# TO DO:
Among the records, which lines include "Option"? List them.

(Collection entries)
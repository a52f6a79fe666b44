// Copyright (c) 2022-2023 The MobileCoin Foundation

//! Baking key authorization APDUs

use encdec::{Decode, DecodeOwned, Encode};

use crate::{path::BipPath, scheme::SigScheme, ApduError, ApduStatic, Instruction, MAV_APDU_CLA};

/// Authorize a baking key APDU, prompts the user
///
/// The key's curve code is carried in P2. With no path the request has an
/// empty body and the app uses its default key. Decoding yields
/// [SigScheme::DEFAULT] as P2 is not part of the payload.
#[derive(Clone, PartialEq, Debug, Default)]
pub struct AuthorizeReq {
    pub scheme: SigScheme,
    pub path: Option<BipPath>,
}

impl AuthorizeReq {
    pub fn new(scheme: SigScheme, path: Option<BipPath>) -> Self {
        Self { scheme, path }
    }
}

impl ApduStatic for AuthorizeReq {
    const CLA: u8 = MAV_APDU_CLA;
    const INS: u8 = Instruction::AuthorizeBaking as u8;

    fn p2(&self) -> u8 {
        self.scheme.code()
    }
}

impl Encode for AuthorizeReq {
    type Error = ApduError;

    fn encode_len(&self) -> Result<usize, Self::Error> {
        match &self.path {
            Some(p) => p.encode_len(),
            None => Ok(0),
        }
    }

    fn encode(&self, buff: &mut [u8]) -> Result<usize, Self::Error> {
        match &self.path {
            Some(p) => p.encode(buff),
            None => Ok(0),
        }
    }
}

impl DecodeOwned for AuthorizeReq {
    type Output = Self;

    type Error = ApduError;

    fn decode_owned(buff: &[u8]) -> Result<(Self::Output, usize), Self::Error> {
        if buff.is_empty() {
            return Ok((Self::default(), 0));
        }

        let (p, n) = BipPath::decode(buff)?;

        Ok((Self::new(SigScheme::DEFAULT, Some(p)), n))
    }
}

/// Remove the authorized baking key APDU
#[derive(Copy, Clone, PartialEq, Debug, Default, Encode, DecodeOwned)]
#[encdec(error = "ApduError")]
pub struct DeauthorizeReq {}

impl ApduStatic for DeauthorizeReq {
    const CLA: u8 = MAV_APDU_CLA;
    const INS: u8 = Instruction::Deauthorize as u8;
}

/// Fetch the authorized key path APDU, answered with a [BipPath]
#[derive(Copy, Clone, PartialEq, Debug, Default, Encode, DecodeOwned)]
#[encdec(error = "ApduError")]
pub struct AuthKeyReq {}

impl ApduStatic for AuthKeyReq {
    const CLA: u8 = MAV_APDU_CLA;
    const INS: u8 = Instruction::QueryAuthKey as u8;
}

/// Fetch the authorized key path and curve APDU
#[derive(Copy, Clone, PartialEq, Debug, Default, Encode, DecodeOwned)]
#[encdec(error = "ApduError")]
pub struct AuthKeyWithCurveReq {}

impl ApduStatic for AuthKeyWithCurveReq {
    const CLA: u8 = MAV_APDU_CLA;
    const INS: u8 = Instruction::QueryAuthKeyWithCurve as u8;
}

/// Authorized key response APDU
///
/// ## Encoding
/// ```text
/// curve code (1) || path
/// ```
#[derive(Clone, PartialEq, Debug, Encode, DecodeOwned)]
#[encdec(error = "ApduError")]
pub struct AuthKeyWithCurveResp {
    pub scheme: SigScheme,
    pub path: BipPath,
}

# OUTPUT OF THE TASK:
    pub path: Option<BipPath>,
    pub fn new(scheme: SigScheme, path: Option<BipPath>) -> Self {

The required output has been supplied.